-- Opening Marker --
use serde::Serialize;
use chrono::NaiveDate;
use uuid::Uuid;
use crate::model::budget::{Category, GoalDirection, Subcategory};
use crate::model::status::{status_colors, StatusColors};
use crate::service::pace::{analyze_at_progress, analyze_usage, PaceAnalysis};

#[derive(Serialize, Debug, Clone, PartialEq)]
pub struct SubcategoryOverview {
    pub id: Uuid,
    pub name: String,
    pub budget: f64,
    pub time_used: f64,
    pub goal_direction: Option<GoalDirection>,
    pub remaining: f64,
    /// Usage as a percentage of budget, uncapped.
    pub percent_used: f64,
    pub analysis: PaceAnalysis,
    pub colors: StatusColors,
}

impl SubcategoryOverview {
    pub fn from_entity(sub: &Subcategory, week_progress: f64) -> Self {
        let analysis = analyze_at_progress(sub, week_progress);
        Self {
            id: sub.id,
            name: sub.name.clone(),
            budget: sub.budget,
            time_used: sub.time_used,
            goal_direction: sub.goal_direction,
            remaining: (sub.budget - sub.time_used).max(0.0),
            percent_used: percent_of(sub.time_used, sub.budget),
            colors: status_colors(analysis.status),
            analysis,
        }
    }

    /// Fill ratio for progress bars, capped at 1.
    pub fn ratio(&self) -> f64 {
        (self.percent_used / 100.0).clamp(0.0, 1.0)
    }
}

#[derive(Serialize, Debug, Clone, PartialEq)]
pub struct CategoryOverview {
    pub id: Uuid,
    pub name: String,
    pub budget: f64,
    pub time_used: f64,
    pub percent_used: f64,
    /// Aggregate pace with target semantics.
    pub analysis: PaceAnalysis,
    pub colors: StatusColors,
    pub subcategories: Vec<SubcategoryOverview>,
}

impl CategoryOverview {
    pub fn from_entity(category: &Category, week_progress: f64) -> Self {
        let budget = category.total_budget();
        let used = category.total_used();
        let analysis = analyze_usage(budget, used, None, week_progress);

        let mut subs: Vec<&Subcategory> = category.subcategories.iter().collect();
        subs.sort_by_key(|s| s.position);

        Self {
            id: category.id,
            name: category.name.clone(),
            budget,
            time_used: used,
            percent_used: percent_of(used, budget),
            colors: status_colors(analysis.status),
            analysis,
            subcategories: subs
                .into_iter()
                .map(|s| SubcategoryOverview::from_entity(s, week_progress))
                .collect(),
        }
    }
}

#[derive(Serialize, Debug, Clone, PartialEq)]
pub struct WeeklyOverview {
    pub week_start: NaiveDate,
    pub week_progress: f64,
    pub total_budget: f64,
    pub total_used: f64,
    pub categories: Vec<CategoryOverview>,
}

#[derive(Serialize, Debug, Clone, PartialEq)]
pub struct ActivityHistory {
    pub category: String,
    pub name: String,
    pub budget: f64,
    pub used: f64,
    pub analysis: PaceAnalysis,
}

#[derive(Serialize, Debug, Clone, PartialEq)]
pub struct WeeklyHistory {
    pub year: i32,
    pub week: u32,
    pub week_start: NaiveDate,
    pub total_budget: f64,
    pub total_used: f64,
    pub activities: Vec<ActivityHistory>,
}

pub fn percent_of(used: f64, budget: f64) -> f64 {
    if budget > 0.0 {
        used / budget * 100.0
    } else if used > 0.0 {
        100.0
    } else {
        0.0
    }
}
-- Closing Marker --
→ **Aim of the exercise**: Identify each line of the material where the word "remaining" shows up, and copy it.

→ **Worked solution**:
    pub remaining: f64,
            remaining: (sub.budget - sub.time_used).max(0.0),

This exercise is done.